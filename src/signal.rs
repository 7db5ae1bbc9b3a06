//! Pull-based sample sources.
//!
//! A [`Signal`] yields one `f64` sample per call. Filters wrap signals (see
//! [`BiquadFilter`](crate::BiquadFilter)), and the small sources here are
//! the probes used to measure a filter: a constant (DC), a unit impulse and
//! a sinusoid at a normalized frequency.

use std::f64::consts::PI;

/// Common interface for sample sources and processors.
///
/// The trait provides two operations:
/// - Single sample generation via `next_sample()`
/// - Batch processing via `process()`
pub trait Signal {
    /// Generates the next sample from the signal.
    fn next_sample(&mut self) -> f64;

    /// Fills `buffer` with consecutive samples.
    ///
    /// Default implementation calls `next_sample()` for each element.
    fn process(&mut self, buffer: &mut [f64]) {
        for sample in buffer.iter_mut() {
            *sample = self.next_sample();
        }
    }
}

/// A constant `f64` is a DC signal.
///
/// # Examples
///
/// ```
/// use biquad_filter::Signal;
///
/// let mut dc = 1.0_f64;
/// let mut buffer = [0.0; 3];
/// dc.process(&mut buffer);
/// assert_eq!(buffer, [1.0, 1.0, 1.0]);
/// ```
impl Signal for f64 {
    fn next_sample(&mut self) -> f64 {
        *self
    }

    fn process(&mut self, buffer: &mut [f64]) {
        buffer.fill(*self);
    }
}

/// Unit impulse: `amplitude` on the first sample, zero afterwards.
#[derive(Debug, Clone, Copy, PartialEq)]
pub struct Impulse {
    amplitude: f64,
    fired: bool,
}

impl Impulse {
    /// Creates a unit impulse (amplitude 1.0).
    pub fn new() -> Self {
        Self::with_amplitude(1.0)
    }

    /// Creates an impulse of the given height.
    pub fn with_amplitude(amplitude: f64) -> Self {
        Self {
            amplitude,
            fired: false,
        }
    }
}

impl Default for Impulse {
    fn default() -> Self {
        Self::new()
    }
}

impl Signal for Impulse {
    fn next_sample(&mut self) -> f64 {
        if self.fired {
            0.0
        } else {
            self.fired = true;
            self.amplitude
        }
    }
}

/// Sine wave at a normalized frequency (cycles per sample).
///
/// `Sine::new(0.25)` completes one cycle every four samples. The phase stays
/// in `[0, 1)` for any frequency, so aliased (`>= 1`) and negative
/// frequencies run indefinitely without drift.
#[derive(Debug, Clone, Copy, PartialEq)]
pub struct Sine {
    /// Current phase (0.0 to 1.0)
    phase: f64,
    /// Phase increment per sample
    frequency: f64,
}

impl Sine {
    /// Creates a sine at `frequency` cycles per sample, starting at phase 0.
    ///
    /// # Examples
    ///
    /// ```
    /// use biquad_filter::{Signal, Sine};
    ///
    /// let mut sine = Sine::new(0.25);
    /// assert!(sine.next_sample().abs() < 1e-12);
    /// assert!((sine.next_sample() - 1.0).abs() < 1e-12);
    /// ```
    pub fn new(frequency: f64) -> Self {
        Self {
            phase: 0.0,
            frequency,
        }
    }

    pub fn frequency(&self) -> f64 {
        self.frequency
    }
}

impl Signal for Sine {
    fn next_sample(&mut self) -> f64 {
        let sample = (self.phase * 2.0 * PI).sin();

        self.phase = (self.phase + self.frequency).rem_euclid(1.0);

        sample
    }
}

+++

What is expected
Retype the first line of the entries and every line after it, please, through the line that contains "impl Signal for f64". Add nothing.

Finished exercise
filename src/signal.rs
repository 7db5ae1bbc9b3a06
//! Pull-based sample sources.
//!
//! A [`Signal`] yields one `f64` sample per call. Filters wrap signals (see
//! [`BiquadFilter`](crate::BiquadFilter)), and the small sources here are
//! the probes used to measure a filter: a constant (DC), a unit impulse and
//! a sinusoid at a normalized frequency.

use std::f64::consts::PI;

/// Common interface for sample sources and processors.
///
/// The trait provides two operations:
/// - Single sample generation via `next_sample()`
/// - Batch processing via `process()`
pub trait Signal {
    /// Generates the next sample from the signal.
    fn next_sample(&mut self) -> f64;

    /// Fills `buffer` with consecutive samples.
    ///
    /// Default implementation calls `next_sample()` for each element.
    fn process(&mut self, buffer: &mut [f64]) {
        for sample in buffer.iter_mut() {
            *sample = self.next_sample();
        }
    }
}

/// A constant `f64` is a DC signal.
///
/// # Examples
///
/// ```
/// use biquad_filter::Signal;
///
/// let mut dc = 1.0_f64;
/// let mut buffer = [0.0; 3];
/// dc.process(&mut buffer);
/// assert_eq!(buffer, [1.0, 1.0, 1.0]);
/// ```
impl Signal for f64 {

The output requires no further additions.